Copy each line of the records below that mentions the word "Mutex".

Segment Start: Dataset content

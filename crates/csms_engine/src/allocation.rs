use std::collections::HashMap;
use std::sync::Arc;
use std::time::Duration;

use chrono::{DateTime, Utc};
use csms_core::ocpp::{
    Call, ChargingProfile, ChargingProfileKind, ChargingProfilePurpose, ChargingProfileStatus,
    ChargingRateUnit, ChargingSchedule, ChargingSchedulePeriod, SetChargingProfileRequest,
    SetChargingProfileResponse,
};
use csms_core::{
    AdjustmentReason, AllocationError, ConnectorId, DEFAULT_EPSILON, ErrorKind, Grant,
    LimitOverride, LoadBalancingStrategy, PowerDistributionEvent, SessionError, SessionStatus,
    SessionStore, allocate,
};
use futures_util::future::join_all;
use parking_lot::Mutex;
use thiserror::Error;

use crate::backoff::RetryPolicy;
use crate::channel::{ChannelManager, DeliveryError};
use crate::publisher::Publisher;

/// Charging profile ids are stable per connector so that a new limit
/// replaces the previous one on the station.
const PROFILE_ID_BASE: i32 = 1000;

#[derive(Debug, Clone, Copy, PartialEq, Eq)]
pub struct AllocationConfig {
    /// Minimum change in watts before a new limit is sent.
    pub epsilon: u32,
}

impl Default for AllocationConfig {
    fn default() -> Self {
        AllocationConfig {
            epsilon: DEFAULT_EPSILON,
        }
    }
}

#[derive(Debug, Error)]
pub enum PassError {
    #[error(transparent)]
    Store(#[from] SessionError),
    #[error(transparent)]
    Allocation(#[from] AllocationError),
    #[error("Allocation pass for group {group_id} timed out")]
    Timeout { group_id: uuid::Uuid },
}

impl PassError {
    pub fn kind(&self) -> ErrorKind {
        match self {
            PassError::Timeout { .. } => ErrorKind::Timeout,
            _ => ErrorKind::AllocationFailure,
        }
    }
}

#[derive(Debug, Clone, PartialEq)]
pub struct PassReport {
    pub group_id: uuid::Uuid,
    pub effective_cap: u32,
    pub total: u32,
    pub commands_sent: usize,
    pub delivery_failures: usize,
}

/// Runs allocation passes and delivers the resulting limits to stations.
pub struct AllocationRunner {
    store: Arc<SessionStore>,
    channels: Arc<ChannelManager>,
    publisher: Publisher,
    config: AllocationConfig,
    delivery: RetryPolicy,
    /// Last limit each running transaction acknowledged.
    acknowledged: Mutex<HashMap<String, u32>>,
}

/// Grants written to the store whose delivery has not settled yet.
///
/// A pass cut short by its timeout drops this with deliveries still in
/// flight; those grants are put back to their previous allocation and
/// counted as delivery failures, so the next pass sends them again.
struct UnsettledGrants<'a> {
    store: &'a SessionStore,
    grants: Mutex<HashMap<String, (ConnectorId, Option<u32>)>>,
}

impl<'a> UnsettledGrants<'a> {
    fn new(store: &'a SessionStore) -> Self {
        UnsettledGrants {
            store,
            grants: Mutex::new(HashMap::new()),
        }
    }

    fn track(&self, grant: &Grant, previous: Option<u32>) {
        self.grants.lock().insert(
            grant.transaction_id.clone(),
            (grant.connector_id.clone(), previous),
        );
    }

    fn settle(&self, transaction_id: &str) {
        self.grants.lock().remove(transaction_id);
    }
}

impl Drop for UnsettledGrants<'_> {
    fn drop(&mut self) {
        for (transaction_id, (connector_id, previous)) in self.grants.get_mut().drain() {
            tracing::warn!(
                connector_id = %connector_id,
                %transaction_id,
                "Pass cancelled before the limit was delivered"
            );
            if let Err(err) = self
                .store
                .revert_grant(&connector_id, &transaction_id, previous)
            {
                tracing::warn!(error = %err, "Could not revert grant");
            }
            if let Err(err) = self.store.record_delivery_failure(&connector_id.station_id) {
                tracing::warn!(error = %err, "Could not record delivery failure");
            }
        }
    }
}

/// Build the SetChargingProfile call for a power command.
pub fn charging_profile_call(event: &PowerDistributionEvent) -> Result<Call, DeliveryError> {
    let connector_id = event.connector_idx.unwrap_or(0);
    let purpose = match (&event.transaction_id, connector_id) {
        (_, 0) => ChargingProfilePurpose::ChargePointMaxProfile,
        (Some(_), _) => ChargingProfilePurpose::TxProfile,
        (None, _) => ChargingProfilePurpose::TxDefaultProfile,
    };
    let request = SetChargingProfileRequest {
        connector_id,
        cs_charging_profiles: ChargingProfile {
            charging_profile_id: PROFILE_ID_BASE + connector_id as i32,
            stack_level: if event.temporary { 1 } else { 0 },
            charging_profile_purpose: purpose,
            charging_profile_kind: ChargingProfileKind::Absolute,
            charging_schedule: ChargingSchedule {
                charging_rate_unit: ChargingRateUnit::W,
                charging_schedule_period: vec![ChargingSchedulePeriod {
                    start_period: 0,
                    limit: event.power_limit as f64,
                    number_phases: None,
                }],
                start_schedule: Some(event.timestamp),
                duration: event
                    .duration_secs
                    .map(|secs| i32::try_from(secs).unwrap_or(i32::MAX)),
                min_charging_rate: None,
            },
            valid_from: None,
            valid_to: None,
            transaction_id: event.transaction_id.clone(),
        },
    };
    Ok(Call::set_charging_profile(request)?)
}

fn reason_for(grant: &Grant, strategy: LoadBalancingStrategy) -> AdjustmentReason {
    if grant.pinned {
        AdjustmentReason::Manual
    } else if strategy.is_price_driven() {
        AdjustmentReason::PriceTier
    } else {
        AdjustmentReason::LoadBalancing
    }
}

impl AllocationRunner {
    pub fn new(
        store: Arc<SessionStore>,
        channels: Arc<ChannelManager>,
        publisher: Publisher,
        config: AllocationConfig,
        delivery: RetryPolicy,
    ) -> Self {
        AllocationRunner {
            store,
            channels,
            publisher,
            config,
            delivery,
            acknowledged: Mutex::new(HashMap::new()),
        }
    }

    /// One pass over one group: snapshot, plan, write back, deliver.
    ///
    /// A failure before the write back leaves the group at its previous
    /// allocation. A grant only stands once its station acknowledged it,
    /// including when the pass is dropped mid-delivery.
    pub async fn run_pass(&self, group_id: uuid::Uuid) -> Result<PassReport, PassError> {
        let now = Utc::now();
        let snapshot = self.store.group_snapshot(group_id, now)?;
        let plan = allocate(&snapshot, now)?;

        // Forget acknowledgements of transactions that are no longer running
        self.acknowledged
            .lock()
            .retain(|tx, _| self.store.locate(tx).is_some());

        let unsettled = UnsettledGrants::new(&self.store);
        let mut commands = Vec::new();
        for grant in &plan.grants {
            let Some(previous) = self.store.apply_grant(
                &grant.connector_id,
                &grant.transaction_id,
                grant.limit,
                grant.status,
            )?
            else {
                tracing::debug!(transaction_id = %grant.transaction_id, "Session ended during pass");
                continue;
            };
            if grant.needs_command(self.config.epsilon) {
                unsettled.track(grant, previous);
                commands.push((grant, previous));
            }
        }
        self.store.set_group_current_power(group_id, plan.total())?;

        let outcomes = join_all(commands.iter().map(|(grant, previous)| {
            let event = PowerDistributionEvent {
                event_id: uuid::Uuid::new_v4(),
                station_id: grant.connector_id.station_id.clone(),
                connector_idx: Some(grant.connector_id.idx),
                power_limit: grant.limit,
                reason: reason_for(grant, plan.strategy),
                temporary: false,
                duration_secs: None,
                transaction_id: Some(grant.transaction_id.clone()),
                timestamp: now,
            };
            self.deliver_grant(&unsettled, grant, *previous, event)
        }))
        .await;
        let delivery_failures = outcomes.iter().filter(|delivered| !**delivered).count();

        let report = PassReport {
            group_id,
            effective_cap: plan.effective_cap,
            total: plan.total(),
            commands_sent: commands.len() - delivery_failures,
            delivery_failures,
        };
        tracing::info!(
            group_id = %group_id,
            cap = report.effective_cap,
            total = report.total,
            commands = report.commands_sent,
            failures = report.delivery_failures,
            "Allocation pass complete"
        );
        Ok(report)
    }

    async fn deliver_grant(
        &self,
        unsettled: &UnsettledGrants<'_>,
        grant: &Grant,
        previous: Option<u32>,
        event: PowerDistributionEvent,
    ) -> bool {
        let outcome = self.deliver(&event).await;
        if outcome.is_ok() {
            unsettled.settle(&grant.transaction_id);
        }
        match outcome {
            Ok(()) => true,
            Err(err) => {
                tracing::error!(
                    connector_id = %grant.connector_id,
                    transaction_id = %grant.transaction_id,
                    limit = grant.limit,
                    error = %err,
                    "Power command not delivered"
                );
                if let Err(err) =
                    self.store
                        .revert_grant(&grant.connector_id, &grant.transaction_id, previous)
                {
                    tracing::warn!(error = %err, "Could not revert grant");
                }
                if let Ok(failures) = self
                    .store
                    .record_delivery_failure(&grant.connector_id.station_id)
                {
                    tracing::warn!(
                        station_id = %grant.connector_id.station_id,
                        failures,
                        "Station delivery failure"
                    );
                }
                unsettled.settle(&grant.transaction_id);
                false
            }
        }
    }

    /// Send a power command with retries. A limit the station already
    /// acknowledged for the same transaction is not sent again.
    pub async fn deliver(&self, event: &PowerDistributionEvent) -> Result<(), DeliveryError> {
        let ack_key = event.transaction_id.as_ref().filter(|_| !event.temporary);
        let acknowledged = ack_key
            .is_some_and(|tx| self.acknowledged.lock().get(tx) == Some(&event.power_limit));
        if acknowledged {
            tracing::debug!(transaction_id = ?ack_key, limit = event.power_limit, "Limit already acknowledged");
            return Ok(());
        }

        let station_id = event.station_id.as_str();
        self.delivery
            .run("SetChargingProfile", DeliveryError::is_transient, |_| async move {
                let call = charging_profile_call(event)?;
                let result = self.channels.call(station_id, call).await?;
                let response: SetChargingProfileResponse = result.parse_payload()?;
                match response.status {
                    ChargingProfileStatus::Accepted => Ok(()),
                    status => Err(DeliveryError::Rejected {
                        station_id: station_id.to_string(),
                        status: format!("{status:?}"),
                    }),
                }
            })
            .await?;

        if let Some(tx) = ack_key {
            self.acknowledged.lock().insert(tx.clone(), event.power_limit);
        }
        tracing::info!(
            station_id,
            connector_idx = ?event.connector_idx,
            limit = event.power_limit,
            reason = ?event.reason,
            "Power limit applied"
        );
        self.publisher.power_event(event);
        Ok(())
    }

    /// Apply a manual limit on a connector.
    ///
    /// A temporary limit pins the running session at `limit` until it
    /// expires; a persistent one is sent right away and stands until the
    /// next pass of the connector's group replaces it.
    pub async fn set_limit(
        &self,
        connector_id: &ConnectorId,
        limit: u32,
        duration: Option<Duration>,
        reason: AdjustmentReason,
    ) -> Result<PowerDistributionEvent, LimitError> {
        let now = Utc::now();
        let station = self
            .store
            .station(&connector_id.station_id)
            .ok_or_else(|| SessionError::StationNotFound {
                station_id: connector_id.station_id.clone(),
            })?;
        let connector = station
            .connector(connector_id.idx)
            .ok_or_else(|| SessionError::ConnectorNotFound {
                connector_id: connector_id.clone(),
            })?;
        let limit = limit.min(station.session_max_power(connector));
        let session = self
            .store
            .with_slot(connector_id, |slot| Ok(slot.active.clone()))?;

        if let Some(duration) = duration {
            let expires_at = chrono::Duration::from_std(duration)
                .ok()
                .and_then(|d| now.checked_add_signed(d))
                .unwrap_or(DateTime::<Utc>::MAX_UTC);
            self.store.set_override(
                connector_id,
                Some(LimitOverride {
                    limit,
                    expires_at,
                    reason,
                }),
            )?;
        }

        let event = PowerDistributionEvent {
            event_id: uuid::Uuid::new_v4(),
            station_id: connector_id.station_id.clone(),
            connector_idx: Some(connector_id.idx),
            power_limit: limit,
            reason,
            temporary: duration.is_some(),
            duration_secs: duration.map(|d| d.as_secs()),
            transaction_id: session.as_ref().map(|s| s.transaction_id.clone()),
            timestamp: now,
        };
        tracing::info!(
            connector_id = %connector_id,
            limit,
            temporary = event.temporary,
            reason = ?reason,
            "Manual limit"
        );
        self.deliver(&event).await?;

        if let Some(session) = session.filter(|_| duration.is_none()) {
            let status = if limit == 0 {
                SessionStatus::Paused
            } else if limit < session.max_power {
                SessionStatus::PowerReduced
            } else {
                SessionStatus::Active
            };
            self.store
                .apply_grant(connector_id, &session.transaction_id, limit, status)?;
        }
        Ok(event)
    }
}

#[derive(Debug, Error)]
pub enum LimitError {
    #[error(transparent)]
    Store(#[from] SessionError),
    #[error(transparent)]
    Delivery(#[from] DeliveryError),
}

impl LimitError {
    pub fn kind(&self) -> ErrorKind {
        match self {
            LimitError::Store(err) => err.kind(),
            LimitError::Delivery(err) => err.kind(),
        }
    }
}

Segment End: Dataset content

▶ **Response to this exercise**
use parking_lot::Mutex;
    acknowledged: Mutex<HashMap<String, u32>>,
    grants: Mutex<HashMap<String, (ConnectorId, Option<u32>)>>,
            grants: Mutex::new(HashMap::new()),
            acknowledged: Mutex::new(HashMap::new()),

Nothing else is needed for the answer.